SAMOS. - Thermes romains - 1973
Samos island
Thermes romains. — En 1973, a dirigé, sous l'égide de l'École allemande, la cinquième campagne de fouilles (sur les résultats acquis en 1972, cf. BCH 97 [1973], p. 385-388). Le programme initial, qui comportait l'exploration des secteurs Ouest et Sud des thermes, a dû être modifié à la suite de la découverte inattendue d'importants vestiges byzantins au Nord de l'établissement. Le plan fig. 284 montre bien les progrès réalisés en 1973 (comparer avec BCH 97 [1973], p. 386, fig. 284).
En effectuant le dégagement complet de la « salle aux niches » (fig. 285-286) fouillée l'an dernier, on a recueilli quelques indices supplémentaires sur la hauteur et l'ornementation des murs, et acquis la certitude que les niches étaient percées de fenêtres. Il apparaît donc que l'aménagement de cette salle ne correspond pas à celui d'un apodyterium. De la mosaïque qui ornait la voûte des niches, un seul fragment a été retrouvé. Quant aux inscriptions monumentales (cf. BCH 97 [1973], p. 387, fig. 288-289), les morceaux nombreux, mais très fragmentaires, recueillis cette année n'apportent aucune indication nouvelle. Le dispositif de l'hypocauste a été entièrement mis au jour ; il correspond pour l'essentiel à celui du caldarium : voûtes en berceau le long des petits côtés, murets le long des grands côtés, piles de briques, rondes, pour le reste de l'espace. Certaines caractéristiques des briques pourraient confirmer la date proposée pour la construction des thermes : fin du IIe siècle ap. J.-C.
De nouveaux vestiges du mur Est ont été mis au jour. Il était construit, vraisemblablement sur toute sa longueur (soit plus de 80 m), en marbre local. Les piliers de calcaire constituent une adjonction ; à l'origine, la façade était absolument rectiligne.
Au Nord, on a partiellement dégagé une basilique byzantine à trois nefs, avec narthex, longue de 27 m et large d'au moins 17 m, dont le sol reposait directement sur celui des thermes (fig. 283). De nombreuses adjonctions et restaurations compliquent l'histoire de cet édifice ; quelques monnaies donnent des points de repère approximatifs : VIe siècle et première moitié du VIIe siècle.
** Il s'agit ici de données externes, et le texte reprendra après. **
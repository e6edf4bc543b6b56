//! Positional line comparison between an original and a candidate text

use crate::diff_line::{DiffLine, DiffLineKind};

#[cfg(feature = "serde")]
use serde::{Deserialize, Serialize};

/// The outcome of comparing two texts
///
/// Identical texts produce a single informational notice rather than a
/// line listing; callers must branch on the variant instead of scanning
/// the lines for a sentinel string.
#[derive(Debug, Clone, PartialEq, Eq)]
#[cfg_attr(feature = "serde", derive(Serialize, Deserialize))]
pub enum DiffSummary {
    /// The two texts are line-for-line identical
    Identical {
        /// Human-readable notice, e.g. `Opened f.py (no changes detected)`
        notice: String,
    },

    /// The texts differ; the position-aligned line listing
    Changed {
        /// Comparison output in order
        lines: Vec<DiffLine>,
    },
}

/// Line counts over a comparison
#[derive(Debug, Clone, Copy, Default, PartialEq, Eq)]
#[cfg_attr(feature = "serde", derive(Serialize, Deserialize))]
pub struct DiffStats {
    /// Number of added lines
    pub added: usize,
    /// Number of removed lines
    pub removed: usize,
    /// Number of unchanged lines
    pub unchanged: usize,
}

impl DiffSummary {
    /// Check if the texts were identical
    pub fn is_identical(&self) -> bool {
        matches!(self, DiffSummary::Identical { .. })
    }

    /// The comparison lines (empty for identical texts)
    pub fn lines(&self) -> &[DiffLine] {
        match self {
            DiffSummary::Identical { .. } => &[],
            DiffSummary::Changed { lines } => lines,
        }
    }

    /// Count lines by classification
    pub fn stats(&self) -> DiffStats {
        let mut stats = DiffStats::default();
        for line in self.lines() {
            match line.kind() {
                DiffLineKind::Added => stats.added += 1,
                DiffLineKind::Removed => stats.removed += 1,
                DiffLineKind::Unchanged => stats.unchanged += 1,
            }
        }
        stats
    }
}

/// Split a text into its line sequence
///
/// Splitting is on `\n` with no trimming, so a terminal newline yields a
/// trailing empty line. The empty string is the empty sequence, matching
/// the "no content yet" case rather than a one-empty-line document.
pub(crate) fn split_lines(text: &str) -> Vec<&str> {
    if text.is_empty() {
        return Vec::new();
    }
    text.split('\n').collect()
}

/// Compare two texts position by position
///
/// If the two line sequences are element-wise identical the result is
/// [`DiffSummary::Identical`] with the notice
/// `Opened <label> (no changes detected)`. Otherwise each index up to the
/// longer sequence's length yields: one `Unchanged` when both sides hold
/// the same line, else a `Removed` for the original's line (when present)
/// followed by an `Added` for the candidate's (when present).
///
/// This is an index-aligned comparison, not an LCS diff: a single inserted
/// or deleted line shifts every later position into a removed/added pair.
/// That is the intended rendering semantics for the side-by-side panels;
/// use [`crate::unified_patch`] when a conventional diff is wanted.
///
/// Pure and deterministic: no error conditions exist for string inputs,
/// and identical inputs always reproduce identical output.
pub fn summarize(original: &str, candidate: &str, label: &str) -> DiffSummary {
    let old_lines = split_lines(original);
    let new_lines = split_lines(candidate);

    if old_lines == new_lines {
        return DiffSummary::Identical {
            notice: format!("Opened {label} (no changes detected)"),
        };
    }

    let count = old_lines.len().max(new_lines.len());
    let mut lines = Vec::with_capacity(count);

    for i in 0..count {
        let old = old_lines.get(i);
        let new = new_lines.get(i);

        match (old, new) {
            (Some(&l), Some(&r)) if l == r => {
                lines.push(DiffLine::Unchanged(l.to_string()));
            }
            _ => {
                if let Some(&l) = old {
                    lines.push(DiffLine::Removed(l.to_string()));
                }
                if let Some(&r) = new {
                    lines.push(DiffLine::Added(r.to_string()));
                }
            }
        }
    }

    DiffSummary::Changed { lines }
}
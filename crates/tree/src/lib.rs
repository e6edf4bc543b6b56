//! Project Tree Library
//!
//! Materializes a flat list of relative file paths into a rooted tree of
//! directories and files, the shape a project browser renders. Input comes
//! from whatever surface enumerated the files (a folder picker, a scanner);
//! this crate owns only the in-memory transformation.
//!
//! # Core Concepts
//!
//! - **PathRecord**: One `(relative path, size)` entry from the enumeration
//! - **ProjectTree**: Arena-backed tree, built once and immutable after
//! - **Tree / TreeTraversal**: Navigation and walking over node IDs
//!
//! Malformed records are rejected and reported, never silently dropped:
//! [`build_tree`] returns the tree together with the rejection list.
//!
//! # Example
//!
//! ```
//! use project_tree::prelude::*;
//!
//! let records = vec![
//!     PathRecord::new("src/main.py", 120),
//!     PathRecord::new("README.md", 40),
//! ];
//! let materialized = build_tree(&records, "my-project");
//! assert!(materialized.rejected.is_empty());
//!
//! for id in materialized.tree.walk(TraversalOrder::PreOrder) {
//!     let depth = materialized.tree.depth(id);
//!     println!("{:indent$}{}", "", materialized.tree.name(id).unwrap(), indent = depth * 2);
//! }
//! ```

mod materialize;
mod node;
mod record;
mod traits;

#[cfg(feature = "serde")]
mod view;

pub use materialize::{build_tree, Materialized, ProjectTree};
pub use node::{Node, NodeId, NodeKind};
pub use record::{PathRecord, RejectReason, RejectedRecord};
pub use traits::{TraversalOrder, Tree, TreeTraversal, TreeWalker};

#[cfg(feature = "serde")]
pub use view::ViewNode;

/// Re-export common types for convenience
pub mod prelude {
    pub use super::{
        build_tree, Materialized, Node, NodeId, NodeKind, PathRecord, ProjectTree, RejectReason,
        RejectedRecord, TraversalOrder, Tree, TreeTraversal,
    };
}
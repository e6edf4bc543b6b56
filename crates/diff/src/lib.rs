// Line diff core for EVUA
// This crate produces the line-aligned before/after comparison the
// dashboard renders, plus text and unified-patch exports

mod diff_line;
mod patch;
mod summary;

pub mod render;

pub use diff_line::{DiffLine, DiffLineKind};
pub use patch::unified_patch;
pub use summary::{summarize, DiffStats, DiffSummary};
On n'a dégagé que la partie Sud-Est de la grande piscine d'eau froide, mais sa reconstitution n'est pas douteuse (cf. fig. 284). C'est un bassin octogonal large de 9,50 m environ et profond de 1 m. On a reconnu l'existence d'une piscine plus ancienne, également bordée de trois degrés, mais de plan rectangulaire. Les piliers à redans sont contemporains du bassin octogonal.
On identifie l'apodyterium avec la pièce donnant par deux portes sur l'exèdre du frigidarium. Dans un premier état elle communiquait, par deux baies également, avec la natatio. Les grandes niches aménagées dans le mur Est paraissent correspondre à des vestiaires. Toutefois l'ouverture, de 8 m de large, qui donne sur l'avant-cour, s'explique mal s'il s'agit bien d'un apodyterium.
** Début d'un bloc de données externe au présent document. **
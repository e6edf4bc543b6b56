//! Directory scanning: the demo's folder-selection surface
//!
//! Walks a directory recursively and produces the flat `PathRecord` list
//! the materializer consumes, with slash-separated paths relative to the
//! scan root. A real deployment receives these records from the browser's
//! folder picker instead.

use std::fs;
use std::path::{Component, Path};

use anyhow::{bail, Context, Result};
use project_tree::PathRecord;

/// The result of a directory scan
#[derive(Debug, Clone, Default)]
pub struct ScanOutcome {
    /// One record per regular file found, in directory-walk order
    pub records: Vec<PathRecord>,
    /// Entries skipped because their names were not valid UTF-8
    pub skipped: usize,
}

/// Recursively enumerate the files under `root`
///
/// Symlinks are not followed. Entries whose names cannot be represented
/// as UTF-8 are skipped and counted in the outcome rather than failing
/// the scan.
pub fn scan_directory(root: &Path) -> Result<ScanOutcome> {
    let metadata = fs::metadata(root)
        .with_context(|| format!("Failed to read scan root {}", root.display()))?;
    if !metadata.is_dir() {
        bail!("Scan root is not a directory: {}", root.display());
    }

    let mut outcome = ScanOutcome::default();
    walk(root, root, &mut outcome)?;
    Ok(outcome)
}

fn walk(root: &Path, dir: &Path, outcome: &mut ScanOutcome) -> Result<()> {
    let entries =
        fs::read_dir(dir).with_context(|| format!("Failed to read directory {}", dir.display()))?;

    for entry in entries {
        let entry = entry.with_context(|| format!("Failed to read entry in {}", dir.display()))?;
        let path = entry.path();
        let file_type = entry
            .file_type()
            .with_context(|| format!("Failed to stat {}", path.display()))?;

        if file_type.is_symlink() {
            continue;
        }

        if file_type.is_dir() {
            walk(root, &path, outcome)?;
            continue;
        }

        let Some(relative) = relative_slash_path(root, &path) else {
            outcome.skipped += 1;
            continue;
        };

        let size = entry
            .metadata()
            .with_context(|| format!("Failed to stat {}", path.display()))?
            .len();

        // Sizes past i64::MAX cannot occur for real files; clamp rather
        // than wrap if the platform reports something absurd
        let size = i64::try_from(size).unwrap_or(i64::MAX);
        outcome.records.push(PathRecord::new(relative, size));
    }

    Ok(())
}

/// Compute the slash-joined path of `path` relative to `root`
///
/// Returns `None` when any component is not valid UTF-8.
fn relative_slash_path(root: &Path, path: &Path) -> Option<String> {
    let relative = pathdiff::diff_paths(path, root)?;

    let mut segments = Vec::new();
    for component in relative.components() {
        match component {
            Component::Normal(segment) => segments.push(segment.to_str()?),
            // diff_paths against an ancestor root yields only Normal
            // components; anything else means the entry escaped the root
            _ => return None,
        }
    }

    Some(segments.join("/"))
}
//! Source-language detection and Python 2 triage heuristics
//!
//! Mirrors the upgrade pipeline's intake step: decide which files are
//! candidates for conversion at all, and flag the Python sources that
//! still carry Python 2 constructs.

use std::path::Path;

/// Languages the upgrade pipeline knows how to handle
#[derive(Debug, Clone, Copy, PartialEq, Eq)]
pub enum Language {
    Python,
    JavaScript,
}

impl Language {
    /// Detect the language from a file path's extension
    pub fn from_path(path: impl AsRef<Path>) -> Option<Self> {
        let ext = path.as_ref().extension()?.to_str()?.to_ascii_lowercase();
        match ext.as_str() {
            "py" => Some(Language::Python),
            "js" => Some(Language::JavaScript),
            _ => None,
        }
    }
}

/// Check whether Python source still carries Python 2 constructs
///
/// A cheap marker scan, not a parse: any line containing a `print`
/// statement, `xrange`, or `raw_input(` flags the file. False positives
/// (e.g. markers inside string literals) are acceptable for triage.
pub fn needs_python2_upgrade(source: &str) -> bool {
    source
        .lines()
        .any(|line| line.contains("print ") || line.contains("xrange") || line.contains("raw_input("))
}

/// One-character indicator for tree listings
///
/// `!` marks a flagged file, a space anything else.
pub fn marker(flagged: bool) -> char {
    if flagged {
        '!'
    } else {
        ' '
    }
}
A l'Ouest de la piscine, un ensemble de pièces a été dégagé. Celles-ci sont disposées de chaque côté d'un large corridor, qui communique lui-même au Nord, sur toute sa largeur, avec l'avant-cour, et au Sud avec l'établissement de bain proprement dit. Les pièces situées à l'Ouest s'appuyaient sur le mur occidental des thermes, mais leur limite Nord n'a pas encore pu être précisée.
On pense avoir reconnu au Nord l'emplacement de la « voie sacrée », qui conduisait à l'Héraion et dont le réaménagement date de la construction des thermes. Elle paraît aboutir à l'endroit du mur d'enceinte de la ville où devait se trouver la porte occidentale.
Au Sud-Ouest du champ de fouilles, dans la région de la « Dontia », on a découvert fortuitement les vestiges de fondations appartenant au portique. Celui-ci occupait donc une longueur totale de plus de 200 m. Cette distance donne une bonne idée de l'étendue du complexe thermal (fig. 287).
Complexe thermal qu'il convient dès maintenant d'appeler gymnase. En effet, les deux tiers des tuiles estampées trouvées dans les thermes portent l'inscription ΓΥΜΝΑΣΙΟΥ et la forme des lettres indique la seconde moitié du IIe siècle ap. J.-C.